Supermarket sales have risen by 6.7% year on year in the first 10 months of 2014, ahead of a 5.6% increase in overall toy sales. Other retailers, including toy specialists and catalogue showrooms, have grown by 5.2% over the period.

A major factor in the grocers’ success has been a stronger performance of collectables and other lower price points compared with last year. Sales of toys priced below £3 represented 46% of total volumes in the first 10 months of the year, compared with 39% in the same period a year ago. 

Among the strongest-performing products have been loom bands, Panini football cards and Simpsons Lego mini figures.

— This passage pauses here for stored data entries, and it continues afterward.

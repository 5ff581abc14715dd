// src/config.rs
//! Parse options, with environment overrides for the driver helpers.

use crate::lexer::{DEFAULT_CHUNK, Encoding};

pub const ENV_TRIM_REDUCTIONS: &str = "LALRPT_TRIM_REDUCTIONS";
pub const ENV_ENCODING: &str = "LALRPT_ENCODING";
pub const ENV_CHUNK_SIZE: &str = "LALRPT_CHUNK_SIZE";

#[derive(Debug, Clone, Copy, PartialEq, Eq)]
pub struct ParseOptions {
    /// Eliminate single-nonterminal reductions in place.
    pub trim_reductions: bool,
    pub encoding: Encoding,
    /// Characters read from the source per refill.
    pub chunk_size: usize,
}

impl Default for ParseOptions {
    fn default() -> Self {
        Self {
            trim_reductions: false,
            encoding: Encoding::Utf8,
            chunk_size: DEFAULT_CHUNK,
        }
    }
}

impl ParseOptions {
    pub fn trimmed() -> Self {
        Self {
            trim_reductions: true,
            ..Self::default()
        }
    }

    /// Defaults overridden by `LALRPT_*` environment variables.
    pub fn from_env() -> Self {
        Self::from_lookup(|var| std::env::var(var).ok())
    }

    /// Same as [`from_env`](Self::from_env) with an explicit variable source.
    /// Unparseable values fall back to the default and log a warning.
    pub fn from_lookup(lookup: impl Fn(&str) -> Option<String>) -> Self {
        let mut opts = Self::default();
        opts.trim_reductions = flag_true(lookup(ENV_TRIM_REDUCTIONS), opts.trim_reductions);
        if let Some(v) = lookup(ENV_ENCODING) {
            match v.parse() {
                Ok(enc) => opts.encoding = enc,
                Err(e) => log::warn!("{ENV_ENCODING}: {e}; using {:?}", opts.encoding),
            }
        }
        if let Some(v) = lookup(ENV_CHUNK_SIZE) {
            match v.parse::<usize>() {
                Ok(n) if n > 0 => opts.chunk_size = n,
                _ => log::warn!("{ENV_CHUNK_SIZE}: bad value {v:?}; using {}", opts.chunk_size),
            }
        }
        opts
    }
}

/// Treat any value other than "0"/"false" (case-insensitive) as true.
fn flag_true(value: Option<String>, default: bool) -> bool {
    value
        .map(|v| !(v == "0" || v.eq_ignore_ascii_case("false")))
        .unwrap_or(default)
}
// src/grammar/analysis.rs
// Passes that run once over a freshly linked table.

use std::collections::VecDeque;

use hashbrown::HashMap;

use super::{DfaOutcome, DispatchEntry, GrammarTable, SimplifyFlags, SymbolId, SymbolKind};

/// Flattens each DFA state's edges into a sorted codepoint dispatch table.
pub(crate) fn build_dfa_dispatch(table: &mut GrammarTable) {
    for si in 0..table.dfa_states.len() {
        let state = &table.dfa_states[si];
        let mut dispatch = Vec::new();
        for edge in &state.edges {
            let outcome = if edge.target == state.index {
                if state.accept.is_some() {
                    DfaOutcome::LoopAccepting
                } else {
                    DfaOutcome::LoopNonAccepting
                }
            } else {
                DfaOutcome::Goto(edge.target)
            };
            let cs = &table.charsets[edge.charset.idx()];
            let base = cs.plane as u32 * 0x10000;
            dispatch.extend(cs.ranges.iter().map(|&(lo, hi)| DispatchEntry {
                lo: base + lo as u32,
                hi: base + hi as u32,
                outcome,
            }));
        }
        dispatch.sort_by_key(|e| e.lo);
        table.dfa_states[si].dispatch = dispatch;
    }
}

/// Marks terminals whose only accepting DFA state is reached by exactly one
/// acyclic path from the initial state.
pub(crate) fn mark_single_lexeme_symbols(table: &mut GrammarTable) {
    const MULTI: u8 = 2;
    let n = table.dfa_states.len();
    // 0 = unseen, 1 = one path, 2 = many paths
    let mut paths = vec![0u8; n];
    let init = table.dfa_init.idx();
    paths[init] = 1;

    let mut queue = VecDeque::from([init]);
    while let Some(s) = queue.pop_front() {
        for edge in &table.dfa_states[s].edges {
            let t = edge.target.idx();
            match paths[t] {
                1 => {
                    // A second way in: everything downstream is ambiguous too.
                    let mut multi = VecDeque::from([t]);
                    while let Some(m) = multi.pop_front() {
                        paths[m] = MULTI;
                        for e in &table.dfa_states[m].edges {
                            if paths[e.target.idx()] != MULTI {
                                multi.push_back(e.target.idx());
                            }
                        }
                    }
                }
                0 => {
                    paths[t] = 1;
                    queue.push_back(t);
                }
                _ => {}
            }
        }
    }

    let mut tally: HashMap<SymbolId, u32> = HashMap::new();
    for (state, &count) in table.dfa_states.iter().zip(&paths) {
        if count == 1 {
            if let Some(sym) = state.accept {
                *tally.entry(sym).or_insert(0) += 1;
            }
        }
    }
    for sym in &mut table.symbols {
        sym.single_lexeme = tally.get(&sym.index) == Some(&1);
    }
    log::debug!(
        "single-lexeme symbols: {:?}",
        table
            .symbols
            .iter()
            .filter(|s| s.single_lexeme)
            .map(|s| s.name.as_str())
            .collect::<Vec<_>>()
    );
}

/// Derives each production's default tree-shaping flags.
pub(crate) fn set_simplify_flags(table: &mut GrammarTable) {
    for pi in 0..table.productions.len() {
        let p = &table.productions[pi];
        let mut nts = 0usize;
        let mut ts = 0usize;
        let mut its = 0usize;
        let mut recursive = false;
        for &h in &p.handles {
            let sym = &table.symbols[h.idx()];
            match sym.kind {
                SymbolKind::NonTerminal => {
                    nts += 1;
                    recursive |= h == p.head;
                }
                SymbolKind::Terminal => {
                    ts += 1;
                    if !sym.single_lexeme {
                        its += 1;
                    }
                }
                _ => {}
            }
        }
        table.productions[pi].flags = SimplifyFlags {
            forward_child: (nts == 1 && ts == 0) || (nts == 0 && its == 1) || (nts == 0 && ts == 1),
            merge_child: false,
            listify_recursion: recursive,
            remove_single_lexeme: (nts > 0 || its > 0) && ts > its,
        };
    }
}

“Even if the market is highly seasonal, it is also very license and impulse-driven and therefore an attractive category for grocers,” says Frederique Tutt, global industry analyst for toys at NPD Group.

The grocers have traditionally traded well in lower-priced toys - which offer spur-of-the-moment purchases well suited to a grocery shopping trip. The predominance of lower-priced products in the supermarkets’ ranges means that, on average, the price of toys purchased at the grocers is 57% less than the rest of the market.

However, latest NPD Group data shows supermarkets are adjusting their product ranges and gaining share from their competitors for toys sold between £5 and £50. Of the top 10 best-selling toys in the grocers this year, seven have been priced above £3, with the priciest the Monster High Scaris Dolls at an average of £14.83.

This is resulting in the price point gap between the supermarkets and the rest of the toy market closing in seven out of 11 product categories (see graph).

For example, when indexed against average prices in the rest of the toy retail market, supermarkets sold action figures at 72% the market average price, up from 61% a year ago. Movie-related toys, in particular, have helped to drive the action figure market in the past year.

There have been exceptions, however, with the price of youth electronic goods in supermarket ranges falling from 72% of the market average a year ago to 51% this year.